▶ Brief
Please copy, word for word, the line that contains "pub struct HistoryEntry" and every line after it through the end of the records, and nothing more.

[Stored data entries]
· · · ·

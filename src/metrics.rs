use axum::{routing::get, Router};
use metrics::{counter, describe_counter, describe_gauge, gauge};
use metrics_exporter_prometheus::{PrometheusBuilder, PrometheusHandle};
use once_cell::sync::OnceCell;

use crate::report::RiskAssessment;

/// One-time metrics registration (so series show up on /metrics).
fn ensure_metrics_described() {
    static ONCE: OnceCell<()> = OnceCell::new();
    ONCE.get_or_init(|| {
        describe_counter!("risk_assessments_total", "Total risk assessments computed.");
        describe_gauge!("risk_score_current", "Most recent overall risk score (0-100).");
        describe_gauge!(
            "risk_regime_code",
            "Most recent regime band (0=healthy .. 3=unwind)."
        );
    });
}

/// Record telemetry for one assessment. No-op when no recorder is installed
/// (library use, tests).
pub fn record_assessment(a: &RiskAssessment) {
    ensure_metrics_described();
    counter!("risk_assessments_total").increment(1);
    gauge!("risk_score_current").set(f64::from(a.overall_score));
    gauge!("risk_regime_code").set(f64::from(a.regime.code()));
}

pub struct Metrics {
    pub handle: PrometheusHandle,
}

impl Metrics {
    /// Install the Prometheus recorder. Call once, from the binary.
    pub fn init() -> Self {
        let builder = PrometheusBuilder::new();
        let handle = builder
            .install_recorder()
            .expect("prometheus: install recorder");
        ensure_metrics_described();
        Self { handle }
    }

    /// Returns a router exposing `/metrics` with the Prometheus exposition format.
    pub fn router(&self) -> Router {
        let handle = self.handle.clone();
        Router::new().route(
            "/metrics",
            get(move || {
                let h = handle.clone();
                async move { h.render() }
            }),
        )
    }
}
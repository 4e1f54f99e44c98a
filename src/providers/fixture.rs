//! Deterministic sources for tests: fixed records, no randomness.

use anyhow::Result;
use async_trait::async_trait;

use super::types::{MarketDataSource, Quote, SentimentRecord, SentimentSource};

/// Always returns the configured quote, restamped with the requested symbol.
#[derive(Debug, Clone)]
pub struct FixtureMarketData {
    pub quote: Quote,
}

impl Default for FixtureMarketData {
    fn default() -> Self {
        Self {
            quote: Quote {
                symbol: String::new(),
                price: 875.30,
                change_pct: 2.4,
                volume: 5_000_000,
                market_cap: 500_000_000_000,
            },
        }
    }
}

#[async_trait]
impl MarketDataSource for FixtureMarketData {
    async fn quote(&self, symbol: &str) -> Result<Quote> {
        Ok(Quote {
            symbol: symbol.to_string(),
            ..self.quote.clone()
        })
    }

    fn name(&self) -> &'static str {
        "fixture-market"
    }
}

/// Always returns the configured sentiment record.
#[derive(Debug, Clone)]
pub struct FixtureSentiment {
    pub record: SentimentRecord,
}

impl Default for FixtureSentiment {
    fn default() -> Self {
        Self {
            record: SentimentRecord {
                sentiment: 0.72,
                intensity: 0.75,
                article_count: 42,
            },
        }
    }
}

#[async_trait]
impl SentimentSource for FixtureSentiment {
    async fn sentiment(&self, _query: &str) -> Result<SentimentRecord> {
        Ok(self.record.clone())
    }

    fn name(&self) -> &'static str {
        "fixture-sentiment"
    }
}

#[cfg(test)]
mod tests {
    use super::*;

    #[tokio::test]
    async fn fixtures_are_deterministic() {
        let m = FixtureMarketData::default();
        let a = m.quote("AMD").await.unwrap();
        let b = m.quote("AMD").await.unwrap();
        assert_eq!(a, b);
        assert_eq!(a.symbol, "AMD");

        let s = FixtureSentiment::default();
        assert_eq!(
            s.sentiment("x").await.unwrap(),
            s.sentiment("y").await.unwrap()
        );
    }
}
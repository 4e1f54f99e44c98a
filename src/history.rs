//! In-memory log of recent assessments for quick diagnostics. Capped,
//! RAM-only; nothing is persisted.

use std::sync::Mutex;
use std::time::{SystemTime, UNIX_EPOCH};

use crate::report::RiskAssessment;
use crate::risk::regime::Regime;

#[derive(Debug, Clone)]
pub struct HistoryEntry {
    pub ts_unix: u64,
    pub overall_score: u32,
    pub regime: Regime,
    /// Top driver categories, strongest first (at most 3).
    pub top_drivers: Vec<String>,
}

#[derive(Debug)]
pub struct History {
    inner: Mutex<Vec<HistoryEntry>>,
    cap: usize,
}

impl History {
    pub fn with_capacity(cap: usize) -> Self {
        Self {
            inner: Mutex::new(Vec::with_capacity(cap.min(10_000))),
            cap: cap.min(10_000),
        }
    }

    pub fn push(&self, a: &RiskAssessment) {
        let entry = HistoryEntry {
            ts_unix: now_unix(),
            overall_score: a.overall_score,
            regime: a.regime,
            top_drivers: a
                .drivers
                .iter()
                .take(3)
                .map(|d| d.category.as_str().to_string())
                .collect(),
        };

        let mut v = self.inner.lock().expect("history mutex poisoned");
        v.push(entry);
        if v.len() > self.cap {
            let excess = v.len() - self.cap;
            v.drain(0..excess);
        }
    }

    pub fn snapshot_last_n(&self, n: usize) -> Vec<HistoryEntry> {
        let v = self.inner.lock().expect("history mutex poisoned");
        let len = v.len();
        let start = len.saturating_sub(n);
        v[start..].to_vec()
    }
}

fn now_unix() -> u64 {
    SystemTime::now()
        .duration_since(UNIX_EPOCH)
        .unwrap_or_default()
        .as_secs()
}

#[cfg(test)]
mod tests {
    use super::*;
    use crate::risk::rules::RiskRuleSet;
    use crate::risk::score::assess;
    use crate::risk::weights::Weights;
    use crate::snapshot::demo_inputs;

    #[test]
    fn push_and_snapshot_respect_cap() {
        let h = History::with_capacity(2);
        let a = assess(
            &demo_inputs(),
            &RiskRuleSet::default_seed(),
            &Weights::default(),
        );
        h.push(&a);
        h.push(&a);
        h.push(&a);

        let rows = h.snapshot_last_n(10);
        assert_eq!(rows.len(), 2);
        assert_eq!(rows[0].overall_score, 46);
        assert!(!rows[0].top_drivers.is_empty());
    }
}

· · · ·

▶ Task output
pub struct HistoryEntry {
    pub ts_unix: u64,
    pub overall_score: u32,
    pub regime: Regime,
    /// Top driver categories, strongest first (at most 3).
    pub top_drivers: Vec<String>,
}

#[derive(Debug)]
pub struct History {
    inner: Mutex<Vec<HistoryEntry>>,
    cap: usize,
}

impl History {
    pub fn with_capacity(cap: usize) -> Self {
        Self {
            inner: Mutex::new(Vec::with_capacity(cap.min(10_000))),
            cap: cap.min(10_000),
        }
    }

    pub fn push(&self, a: &RiskAssessment) {
        let entry = HistoryEntry {
            ts_unix: now_unix(),
            overall_score: a.overall_score,
            regime: a.regime,
            top_drivers: a
                .drivers
                .iter()
                .take(3)
                .map(|d| d.category.as_str().to_string())
                .collect(),
        };

        let mut v = self.inner.lock().expect("history mutex poisoned");
        v.push(entry);
        if v.len() > self.cap {
            let excess = v.len() - self.cap;
            v.drain(0..excess);
        }
    }

    pub fn snapshot_last_n(&self, n: usize) -> Vec<HistoryEntry> {
        let v = self.inner.lock().expect("history mutex poisoned");
        let len = v.len();
        let start = len.saturating_sub(n);
        v[start..].to_vec()
    }
}

fn now_unix() -> u64 {
    SystemTime::now()
        .duration_since(UNIX_EPOCH)
        .unwrap_or_default()
        .as_secs()
}

#[cfg(test)]
mod tests {
    use super::*;
    use crate::risk::rules::RiskRuleSet;
    use crate::risk::score::assess;
    use crate::risk::weights::Weights;
    use crate::snapshot::demo_inputs;

    #[test]
    fn push_and_snapshot_respect_cap() {
        let h = History::with_capacity(2);
        let a = assess(
            &demo_inputs(),
            &RiskRuleSet::default_seed(),
            &Weights::default(),
        );
        h.push(&a);
        h.push(&a);
        h.push(&a);

        let rows = h.snapshot_last_n(10);
        assert_eq!(rows.len(), 2);
        assert_eq!(rows[0].overall_score, 46);
        assert!(!rows[0].top_drivers.is_empty());
    }
}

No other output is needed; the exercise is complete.